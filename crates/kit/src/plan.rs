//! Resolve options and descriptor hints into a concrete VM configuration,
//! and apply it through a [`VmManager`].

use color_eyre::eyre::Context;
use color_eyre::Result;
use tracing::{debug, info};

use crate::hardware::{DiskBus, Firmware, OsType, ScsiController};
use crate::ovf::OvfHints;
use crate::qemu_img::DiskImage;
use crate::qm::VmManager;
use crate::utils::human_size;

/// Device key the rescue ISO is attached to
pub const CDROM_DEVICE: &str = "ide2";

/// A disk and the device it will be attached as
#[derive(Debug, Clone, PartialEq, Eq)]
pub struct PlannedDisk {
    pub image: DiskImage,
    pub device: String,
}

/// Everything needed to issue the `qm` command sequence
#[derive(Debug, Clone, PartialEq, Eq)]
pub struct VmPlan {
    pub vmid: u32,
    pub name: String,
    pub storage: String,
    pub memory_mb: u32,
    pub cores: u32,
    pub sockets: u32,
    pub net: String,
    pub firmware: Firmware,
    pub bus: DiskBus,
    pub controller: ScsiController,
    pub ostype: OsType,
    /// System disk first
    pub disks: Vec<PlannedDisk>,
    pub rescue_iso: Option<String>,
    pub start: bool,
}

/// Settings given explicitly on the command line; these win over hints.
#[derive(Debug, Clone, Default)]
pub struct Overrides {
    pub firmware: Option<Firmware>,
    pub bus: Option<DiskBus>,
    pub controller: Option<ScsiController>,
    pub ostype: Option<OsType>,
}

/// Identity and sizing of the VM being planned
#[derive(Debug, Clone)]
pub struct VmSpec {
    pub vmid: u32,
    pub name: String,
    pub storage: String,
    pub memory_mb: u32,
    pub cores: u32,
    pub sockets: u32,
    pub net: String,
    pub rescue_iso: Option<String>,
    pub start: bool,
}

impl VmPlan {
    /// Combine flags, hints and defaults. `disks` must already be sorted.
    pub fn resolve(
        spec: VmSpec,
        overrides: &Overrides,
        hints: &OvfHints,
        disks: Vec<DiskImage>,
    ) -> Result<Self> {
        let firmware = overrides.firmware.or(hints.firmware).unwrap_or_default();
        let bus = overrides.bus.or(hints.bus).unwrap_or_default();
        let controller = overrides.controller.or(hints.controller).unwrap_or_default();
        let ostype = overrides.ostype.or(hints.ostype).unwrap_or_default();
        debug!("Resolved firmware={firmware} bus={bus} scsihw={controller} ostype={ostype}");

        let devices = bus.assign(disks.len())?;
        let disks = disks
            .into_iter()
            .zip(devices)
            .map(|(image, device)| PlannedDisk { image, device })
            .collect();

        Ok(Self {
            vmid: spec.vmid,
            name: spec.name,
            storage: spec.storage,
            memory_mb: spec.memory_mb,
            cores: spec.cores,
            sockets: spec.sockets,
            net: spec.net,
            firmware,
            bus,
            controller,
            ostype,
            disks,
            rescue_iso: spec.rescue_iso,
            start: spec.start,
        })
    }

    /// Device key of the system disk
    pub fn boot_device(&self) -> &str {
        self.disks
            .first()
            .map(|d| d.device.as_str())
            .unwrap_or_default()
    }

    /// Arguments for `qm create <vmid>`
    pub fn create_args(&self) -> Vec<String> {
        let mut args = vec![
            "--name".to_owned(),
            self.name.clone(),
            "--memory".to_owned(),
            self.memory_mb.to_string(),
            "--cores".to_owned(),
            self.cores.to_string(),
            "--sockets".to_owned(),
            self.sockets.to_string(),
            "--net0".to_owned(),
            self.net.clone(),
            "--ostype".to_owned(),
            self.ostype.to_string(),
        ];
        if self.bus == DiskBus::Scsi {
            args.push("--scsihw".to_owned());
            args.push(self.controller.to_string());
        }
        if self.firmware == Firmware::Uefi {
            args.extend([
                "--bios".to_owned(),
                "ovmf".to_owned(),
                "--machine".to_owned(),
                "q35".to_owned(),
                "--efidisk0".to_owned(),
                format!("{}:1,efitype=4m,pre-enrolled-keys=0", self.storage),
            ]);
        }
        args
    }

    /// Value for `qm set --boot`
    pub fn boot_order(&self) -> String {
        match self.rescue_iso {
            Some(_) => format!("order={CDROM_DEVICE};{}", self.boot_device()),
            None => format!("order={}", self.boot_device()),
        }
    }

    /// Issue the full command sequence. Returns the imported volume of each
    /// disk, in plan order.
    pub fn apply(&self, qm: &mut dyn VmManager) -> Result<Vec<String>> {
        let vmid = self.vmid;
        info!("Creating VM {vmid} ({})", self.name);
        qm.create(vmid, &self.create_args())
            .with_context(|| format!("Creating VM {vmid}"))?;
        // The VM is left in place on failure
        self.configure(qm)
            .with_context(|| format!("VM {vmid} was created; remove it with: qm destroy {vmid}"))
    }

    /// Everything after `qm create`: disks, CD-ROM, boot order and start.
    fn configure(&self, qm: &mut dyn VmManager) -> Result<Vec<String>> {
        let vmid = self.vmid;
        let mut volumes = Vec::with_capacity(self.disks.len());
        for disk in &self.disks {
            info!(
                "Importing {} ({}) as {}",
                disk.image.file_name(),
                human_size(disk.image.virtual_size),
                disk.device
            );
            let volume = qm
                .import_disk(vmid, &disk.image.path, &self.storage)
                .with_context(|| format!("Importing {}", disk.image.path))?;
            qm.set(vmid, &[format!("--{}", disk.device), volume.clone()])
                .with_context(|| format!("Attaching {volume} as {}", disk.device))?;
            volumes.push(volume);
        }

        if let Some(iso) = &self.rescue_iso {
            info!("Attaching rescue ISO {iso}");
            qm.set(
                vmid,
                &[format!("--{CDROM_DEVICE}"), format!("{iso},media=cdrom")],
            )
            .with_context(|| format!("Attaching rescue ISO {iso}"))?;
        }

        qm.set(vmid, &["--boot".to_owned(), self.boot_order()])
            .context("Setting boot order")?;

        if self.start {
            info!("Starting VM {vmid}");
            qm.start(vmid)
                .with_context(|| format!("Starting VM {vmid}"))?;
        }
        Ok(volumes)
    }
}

WORK TO COMPLETE. Retype every line of the material exactly.

EXERCISE OUTPUT.
filename crates/kit/src/plan.rs
//! Resolve options and descriptor hints into a concrete VM configuration,
//! and apply it through a [`VmManager`].

use color_eyre::eyre::Context;
use color_eyre::Result;
use tracing::{debug, info};

use crate::hardware::{DiskBus, Firmware, OsType, ScsiController};
use crate::ovf::OvfHints;
use crate::qemu_img::DiskImage;
use crate::qm::VmManager;
use crate::utils::human_size;

/// Device key the rescue ISO is attached to
pub const CDROM_DEVICE: &str = "ide2";

/// A disk and the device it will be attached as
#[derive(Debug, Clone, PartialEq, Eq)]
pub struct PlannedDisk {
    pub image: DiskImage,
    pub device: String,
}

/// Everything needed to issue the `qm` command sequence
#[derive(Debug, Clone, PartialEq, Eq)]
pub struct VmPlan {
    pub vmid: u32,
    pub name: String,
    pub storage: String,
    pub memory_mb: u32,
    pub cores: u32,
    pub sockets: u32,
    pub net: String,
    pub firmware: Firmware,
    pub bus: DiskBus,
    pub controller: ScsiController,
    pub ostype: OsType,
    /// System disk first
    pub disks: Vec<PlannedDisk>,
    pub rescue_iso: Option<String>,
    pub start: bool,
}

/// Settings given explicitly on the command line; these win over hints.
#[derive(Debug, Clone, Default)]
pub struct Overrides {
    pub firmware: Option<Firmware>,
    pub bus: Option<DiskBus>,
    pub controller: Option<ScsiController>,
    pub ostype: Option<OsType>,
}

/// Identity and sizing of the VM being planned
#[derive(Debug, Clone)]
pub struct VmSpec {
    pub vmid: u32,
    pub name: String,
    pub storage: String,
    pub memory_mb: u32,
    pub cores: u32,
    pub sockets: u32,
    pub net: String,
    pub rescue_iso: Option<String>,
    pub start: bool,
}

impl VmPlan {
    /// Combine flags, hints and defaults. `disks` must already be sorted.
    pub fn resolve(
        spec: VmSpec,
        overrides: &Overrides,
        hints: &OvfHints,
        disks: Vec<DiskImage>,
    ) -> Result<Self> {
        let firmware = overrides.firmware.or(hints.firmware).unwrap_or_default();
        let bus = overrides.bus.or(hints.bus).unwrap_or_default();
        let controller = overrides.controller.or(hints.controller).unwrap_or_default();
        let ostype = overrides.ostype.or(hints.ostype).unwrap_or_default();
        debug!("Resolved firmware={firmware} bus={bus} scsihw={controller} ostype={ostype}");

        let devices = bus.assign(disks.len())?;
        let disks = disks
            .into_iter()
            .zip(devices)
            .map(|(image, device)| PlannedDisk { image, device })
            .collect();

        Ok(Self {
            vmid: spec.vmid,
            name: spec.name,
            storage: spec.storage,
            memory_mb: spec.memory_mb,
            cores: spec.cores,
            sockets: spec.sockets,
            net: spec.net,
            firmware,
            bus,
            controller,
            ostype,
            disks,
            rescue_iso: spec.rescue_iso,
            start: spec.start,
        })
    }

    /// Device key of the system disk
    pub fn boot_device(&self) -> &str {
        self.disks
            .first()
            .map(|d| d.device.as_str())
            .unwrap_or_default()
    }

    /// Arguments for `qm create <vmid>`
    pub fn create_args(&self) -> Vec<String> {
        let mut args = vec![
            "--name".to_owned(),
            self.name.clone(),
            "--memory".to_owned(),
            self.memory_mb.to_string(),
            "--cores".to_owned(),
            self.cores.to_string(),
            "--sockets".to_owned(),
            self.sockets.to_string(),
            "--net0".to_owned(),
            self.net.clone(),
            "--ostype".to_owned(),
            self.ostype.to_string(),
        ];
        if self.bus == DiskBus::Scsi {
            args.push("--scsihw".to_owned());
            args.push(self.controller.to_string());
        }
        if self.firmware == Firmware::Uefi {
            args.extend([
                "--bios".to_owned(),
                "ovmf".to_owned(),
                "--machine".to_owned(),
                "q35".to_owned(),
                "--efidisk0".to_owned(),
                format!("{}:1,efitype=4m,pre-enrolled-keys=0", self.storage),
            ]);
        }
        args
    }

    /// Value for `qm set --boot`
    pub fn boot_order(&self) -> String {
        match self.rescue_iso {
            Some(_) => format!("order={CDROM_DEVICE};{}", self.boot_device()),
            None => format!("order={}", self.boot_device()),
        }
    }

    /// Issue the full command sequence. Returns the imported volume of each
    /// disk, in plan order.
    pub fn apply(&self, qm: &mut dyn VmManager) -> Result<Vec<String>> {
        let vmid = self.vmid;
        info!("Creating VM {vmid} ({})", self.name);
        qm.create(vmid, &self.create_args())
            .with_context(|| format!("Creating VM {vmid}"))?;
        // The VM is left in place on failure
        self.configure(qm)
            .with_context(|| format!("VM {vmid} was created; remove it with: qm destroy {vmid}"))
    }

    /// Everything after `qm create`: disks, CD-ROM, boot order and start.
    fn configure(&self, qm: &mut dyn VmManager) -> Result<Vec<String>> {
        let vmid = self.vmid;
        let mut volumes = Vec::with_capacity(self.disks.len());
        for disk in &self.disks {
            info!(
                "Importing {} ({}) as {}",
                disk.image.file_name(),
                human_size(disk.image.virtual_size),
                disk.device
            );
            let volume = qm
                .import_disk(vmid, &disk.image.path, &self.storage)
                .with_context(|| format!("Importing {}", disk.image.path))?;
            qm.set(vmid, &[format!("--{}", disk.device), volume.clone()])
                .with_context(|| format!("Attaching {volume} as {}", disk.device))?;
            volumes.push(volume);
        }

        if let Some(iso) = &self.rescue_iso {
            info!("Attaching rescue ISO {iso}");
            qm.set(
                vmid,
                &[format!("--{CDROM_DEVICE}"), format!("{iso},media=cdrom")],
            )
            .with_context(|| format!("Attaching rescue ISO {iso}"))?;
        }

        qm.set(vmid, &["--boot".to_owned(), self.boot_order()])
            .context("Setting boot order")?;

        if self.start {
            info!("Starting VM {vmid}");
            qm.start(vmid)
                .with_context(|| format!("Starting VM {vmid}"))?;
        }
        Ok(volumes)
    }
}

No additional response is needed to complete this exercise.